Amid the conflict that had torn the nation apart over the Confederacy’s insistence that they had the right to enslave people to benefit their own private interests and that they had the right to rebel against the government that had infringed on that right, Abraham Lincoln, in his Address on Cemetery Hill in Gettysburg on November 19, 1863, offered the aspirational principle that “this nation, under God, shall have a new birth of freedom, and that government of the people, by the people, for the people, shall not perish from the earth.” On March 4, 1865, Lincoln, in his second inaugural address, sought to bind the wounds that had ripped the union apart, saying, “With malice toward none, with charity for all, with firmness in the right as God gives us to see the right, let us strive on to finish the work we are in to bind up the nation’s wounds.”
At another time and in another context, Reverend Carl McIntire, a pastor and founder and longtime president of the International Council of Christian Churches (a fundamentalist Christian group of national churches), in a 1981 interview published in the New Yorker, said the following: “Separation involves hard, grueling controversy. It involves attacks, personal attacks, even violent attacks … Satan preaches brotherly love in order to hold men in apostasy … aggression is an expression of Christian love.”32 One man—Lincoln—sought reconciliation and healing, invoking Christian charity in a moment of still simmering tensions, appealing to our better angels; the other man, McIntire, saw violence and aggression against apostasy as justified, an expression of Christian love; for McIntire, charity and brotherly love were signs of spiritual weakness and satanic trickery, not Christian virtues. These antipoles have animated politics and political culture throughout colonial and U.S. history, each tied to strong beliefs on the nature and meaning of Christianity and its proper role in civil society. Both prior to and following the American Civil War, government was claimed to have been the enemy of decent, God-fearing, Christian Americans, whose rights have been trampled upon by liberal elites, atheists, and others enthralled by the duplicity of Satan.
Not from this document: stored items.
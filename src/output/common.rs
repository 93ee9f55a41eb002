//! Common utilities for output formatters

use log::warn;
use serde::Serialize;

/// Print a value as pretty JSON
pub fn print_json<T: Serialize + ?Sized>(value: &T) {
    match serde_json::to_string_pretty(value) {
        Ok(json) => println!("{}", json),
        Err(e) => warn!("Failed to serialize JSON output: {}", e),
    }
}

/// Print a value as YAML
pub fn print_yaml<T: Serialize + ?Sized>(value: &T) {
    match serde_yml::to_string(value) {
        Ok(yaml) => print!("{}", yaml),
        Err(e) => warn!("Failed to serialize YAML output: {}", e),
    }
}

/// Render a pod's uptime as `1h 02m` / `5m 07s` / `12s`
pub fn format_uptime(seconds: u64) -> String {
    let (h, m, s) = (seconds / 3600, (seconds % 3600) / 60, seconds % 60);
    if h > 0 {
        format!("{}h {:02}m", h, m)
    } else if m > 0 {
        format!("{}m {:02}s", m, s)
    } else {
        format!("{}s", s)
    }
}
//! Local process execution with the terminal handed to the child

use log::debug;
use std::fs::File;
use std::path::Path;
use std::process::Stdio;
use tokio::process::Command;

use crate::error::{PodError, Result};

/// A local program invocation
#[derive(Debug, Default)]
pub struct Invocation {
    pub program: String,
    pub args: Vec<String>,
    pub envs: Vec<(String, String)>,
    /// Feed this file to stdin instead of the terminal
    pub stdin_file: Option<String>,
}

impl Invocation {
    pub fn new(program: &str, args: Vec<String>) -> Self {
        Self {
            program: program.to_string(),
            args,
            ..Default::default()
        }
    }

    pub fn env(mut self, key: &str, value: &str) -> Self {
        self.envs.push((key.to_string(), value.to_string()));
        self
    }

    pub fn stdin_from(mut self, path: &str) -> Self {
        self.stdin_file = Some(path.to_string());
        self
    }

    /// Run to completion with inherited stdout/stderr.
    ///
    /// A non-zero exit becomes `CommandFailed` carrying the child's code.
    pub async fn run(&self) -> Result<()> {
        let stdin = match &self.stdin_file {
            Some(path) => Stdio::from(open_input(path)?),
            None => Stdio::inherit(),
        };

        debug!("Running {} {:?}", self.program, self.args);
        let status = Command::new(&self.program)
            .args(&self.args)
            .envs(self.envs.iter().map(|(k, v)| (k.as_str(), v.as_str())))
            .stdin(stdin)
            .stdout(Stdio::inherit())
            .stderr(Stdio::inherit())
            .status()
            .await
            .map_err(|e| PodError::Spawn {
                program: self.program.clone(),
                message: e.to_string(),
            })?;

        debug!("{} exited with {}", self.program, status);
        if status.success() {
            Ok(())
        } else {
            Err(PodError::CommandFailed {
                program: self.program.clone(),
                code: status.code(),
            })
        }
    }
}

fn open_input(path: &str) -> Result<File> {
    File::open(Path::new(path)).map_err(|e| PodError::Spawn {
        program: path.to_string(),
        message: format!("cannot open input: {}", e),
    })
}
What Reverend McIntire and other evangelical followers of Rousas John Rushdoony actually oppose is a secular, democratic government, the government that Lincoln sought to establish for a reconstituted nation that would be based on democratic norms for “all the people,” Christian and non-Christian, believers and nonbelievers, even though it would take more than a century for Lincoln’s aspiration for equality under the law to take firmer hold.
What these fundamentalist evangelical Christian leaders believed in, both in colonial America and today, is theocratic government, one that recognizes America as a Christian nation, one that should oppose immoral policies, that is, policies that are contrary to their Christian values. In the final analysis, they agree with Rushdoony that there is no neutrality: the state either answers to God or it answers to something worse.33 Religion was a critical and powerful force used in the arguments of both the anti-slavery unionists and the pro-slavery secessionists, and religion has continued to serve as a powerful motivating factor in political arguments today in conflicts ranging from women’s reproductive rights, the charter school movement and the assault on secular public education, the role of the federal government in all domains of social policy and civic life, immigration policy, foreign policy, and much more. It is fair to say that religion is America’s politics, as much as politics is America’s religion.
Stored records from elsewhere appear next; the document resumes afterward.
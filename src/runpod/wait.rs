//! Wait loops for pod power transitions
//!
//! Both loops poll the provider at a fixed interval, give up after an
//! optional deadline and stop early on Ctrl-C.

use std::future::Future;
use std::time::Duration;

use log::{debug, info};
use tokio::time::{sleep, Instant};

use crate::error::{PodError, Result};
use crate::ui::{create_spinner, finish_spinner};

use super::client::RunPodClient;
use super::models::{Pod, SshEndpoint};

/// Polling behaviour shared by the wait loops
#[derive(Debug, Clone)]
pub struct WaitOptions {
    /// Delay between status queries
    pub interval: Duration,
    /// Give up after this long (`None` waits forever)
    pub timeout: Option<Duration>,
    /// Suppress the spinner
    pub quiet: bool,
}

impl WaitOptions {
    /// Build from CLI seconds; a timeout of 0 disables the deadline
    pub fn from_secs(interval: u64, timeout: u64, quiet: bool) -> Self {
        Self {
            interval: Duration::from_secs(interval),
            timeout: (timeout > 0).then(|| Duration::from_secs(timeout)),
            quiet,
        }
    }
}

/// Poll until the pod's runtime exposes the SSH port.
///
/// A runtime without an SSH mapping is still booting and keeps the loop going.
/// Returns the final pod state together with its endpoint.
pub async fn wait_for_ssh(
    client: &RunPodClient,
    pod_id: &str,
    options: &WaitOptions,
) -> Result<(Pod, SshEndpoint)> {
    let what = format!("pod '{}' to start", pod_id);
    poll(client, pod_id, options, &what, |pod| match pod {
        None => Err(PodError::PodNotFound(pod_id.to_string())),
        Some(pod) => Ok(pod.ssh_endpoint().map(|endpoint| (pod, endpoint))),
    })
    .await
}

/// Poll until the pod's runtime is gone.
///
/// A pod that disappears while stopping counts as stopped.
pub async fn wait_for_stop(
    client: &RunPodClient,
    pod_id: &str,
    options: &WaitOptions,
) -> Result<()> {
    let what = format!("pod '{}' to stop", pod_id);
    poll(client, pod_id, options, &what, |pod| match pod {
        Some(pod) if pod.is_on() => Ok(None),
        _ => Ok(Some(())),
    })
    .await
}

async fn poll<T, F>(
    client: &RunPodClient,
    pod_id: &str,
    options: &WaitOptions,
    what: &str,
    check: F,
) -> Result<T>
where
    F: FnMut(Option<Pod>) -> Result<Option<T>>,
{
    poll_until(client, pod_id, options, what, check, ctrl_c()).await
}

/// Resolves on Ctrl-C; never resolves if the handler cannot be installed
async fn ctrl_c() {
    if let Err(e) = tokio::signal::ctrl_c().await {
        debug!("Ctrl-C handler unavailable: {}", e);
        std::future::pending::<()>().await;
    }
}

/// Poll loop that gives up with `Interrupted` once `cancel` resolves.
///
/// `cancel` is armed once, so a signal that arrives while a request is in
/// flight still ends the wait.
async fn poll_until<T, F, C>(
    client: &RunPodClient,
    pod_id: &str,
    options: &WaitOptions,
    what: &str,
    mut check: F,
    cancel: C,
) -> Result<T>
where
    F: FnMut(Option<Pod>) -> Result<Option<T>>,
    C: Future<Output = ()>,
{
    let started = Instant::now();
    let deadline = options.timeout.map(|t| started + t);
    let spinner = create_spinner(&format!("Waiting for {}...", what), options.quiet);
    let mut attempt: u32 = 0;
    tokio::pin!(cancel);

    loop {
        attempt += 1;
        let fetched = tokio::select! {
            result = client.get_pod(pod_id) => result,
            _ = &mut cancel => {
                finish_spinner(spinner, "Interrupted");
                return Err(PodError::Interrupted);
            }
        };
        let pod = match fetched {
            Ok(pod) => pod,
            Err(e) => {
                finish_spinner(spinner, "Failed");
                return Err(e);
            }
        };

        match check(pod) {
            Ok(Some(done)) => {
                info!(
                    "Done waiting for {} after {} polls ({}s)",
                    what,
                    attempt,
                    started.elapsed().as_secs()
                );
                finish_spinner(spinner, "Done");
                return Ok(done);
            }
            Ok(None) => debug!("Poll {}: still waiting for {}", attempt, what),
            Err(e) => {
                finish_spinner(spinner, "Failed");
                return Err(e);
            }
        }

        if let Some(s) = &spinner {
            s.set_message(format!(
                "Waiting for {}... ({}s)",
                what,
                started.elapsed().as_secs()
            ));
        }

        if deadline.is_some_and(|d| Instant::now() + options.interval > d) {
            finish_spinner(spinner, "Timed out");
            return Err(PodError::Timeout {
                waited_secs: started.elapsed().as_secs(),
                what: what.to_string(),
            });
        }

        tokio::select! {
            _ = sleep(options.interval) => {}
            _ = &mut cancel => {
                finish_spinner(spinner, "Interrupted");
                return Err(PodError::Interrupted);
            }
        }
    }
}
The Competing Ontologies of Reason and Religion
We cannot understand the identity and the meaning of America unless we come to grips with how and why the idea and myth of America as a Christian nation evolved from the earliest settlements of Catholic Spanish explorers in what today is Florida, to the White Christian nationalist movement that is a current and real threat to American democratic values.
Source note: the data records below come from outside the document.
//! Pod context module
//!
//! Tracks which pod commands act on: the `.active_pod` cache, selection of
//! the active pod after a refresh, and bringing that pod up.

mod models;
mod resolve;
mod store;

pub use models::{CachedPod, Context};
pub use resolve::{
    ensure_started, load_cached, load_context, refresh_context, refresh_state, PodSelector,
};
pub use store::PodCache;
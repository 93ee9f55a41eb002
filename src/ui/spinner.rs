//! Progress spinner utilities

use indicatif::{ProgressBar, ProgressStyle};
use std::time::Duration;

/// Create a spinner with the given message
///
/// Returns `None` in quiet mode.
pub fn create_spinner(message: &str, quiet: bool) -> Option<ProgressBar> {
    if quiet {
        return None;
    }
    let style = ProgressStyle::default_spinner()
        .tick_strings(&["⠋", "⠙", "⠹", "⠸", "⠼", "⠴", "⠦", "⠧", "⠇", "⠏"])
        .template("{spinner:.blue} {msg}")
        .unwrap_or_else(|_| ProgressStyle::default_spinner());

    let spinner = ProgressBar::new_spinner();
    spinner.set_style(style);
    spinner.set_message(message.to_string());
    spinner.enable_steady_tick(Duration::from_millis(100));
    Some(spinner)
}

/// Finish spinner with a message
pub fn finish_spinner(spinner: Option<ProgressBar>, message: &str) {
    if let Some(s) = spinner {
        s.finish_with_message(message.to_string());
    }
}
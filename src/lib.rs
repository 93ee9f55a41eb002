//! podctl - Run a remote RunPod GPU pod from the terminal
//!
//! Starts and stops the pod, waits for its SSH port, provisions it and
//! hands the terminal over to `ssh`, `scp` or a local sync script.
//!
//! # Features
//!
//! - Start/stop with polling, timeout and Ctrl-C cancellation
//! - `.active_pod` cache so repeated commands skip the API
//! - Provisioning script piped over SSH
//! - Pod listing as table, JSON or YAML
//!
//! # Example
//!
//! ```bash
//! # Start and provision the pod
//! REMOTE_DIR=/workspace/app CLOUDFLARE_DEMO_KEY=... pod start
//!
//! # Open a shell
//! pod ssh
//!
//! # Copy results back
//! pod pull outputs ./outputs
//!
//! # Stop the pod
//! pod stop
//! ```

pub mod cli;
pub mod commands;
pub mod config;
pub mod context;
pub mod error;
pub mod output;
pub mod remote;
pub mod runpod;
pub mod ui;

pub use cli::{Cli, Command, OutputFormat};
pub use commands::{run_command, RemoteEnv};
pub use context::{CachedPod, Context, PodCache, PodSelector};
pub use error::{PodError, Result};
pub use remote::SshCommand;
pub use runpod::{ApiKeyResolver, Pod, Port, RunPodClient, Runtime, SshEndpoint, WaitOptions};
While attitudes about race and gender identity continue to divide Americans across the ideological spectrum, it is arguable that the most fundamental and powerful factor that divides people today, politically, falls along religious lines.34 Evangelical Christianity has found a powerful ally in the Republican Party, especially since the Richard Nixon administration, which has aligned with their political preferences and policy goals, passively or overtly supporting the religious Right’s demonization of other Christian and non-Christian religions, nonbelievers, liberals, secular humanists, ethnic and racial minorities, feminists, and, in recent years, the LGBTQ community as threats to American civilization. This alignment of the religious Right with the Republican Party is beneficial for both groups: politicians gain votes from religious communities to (re)gain and enhance their political power and influence and to advance their economic and political priorities, while religious communities can advance their social policy agenda, while also supporting the broader economic and political goals of the Republican Party.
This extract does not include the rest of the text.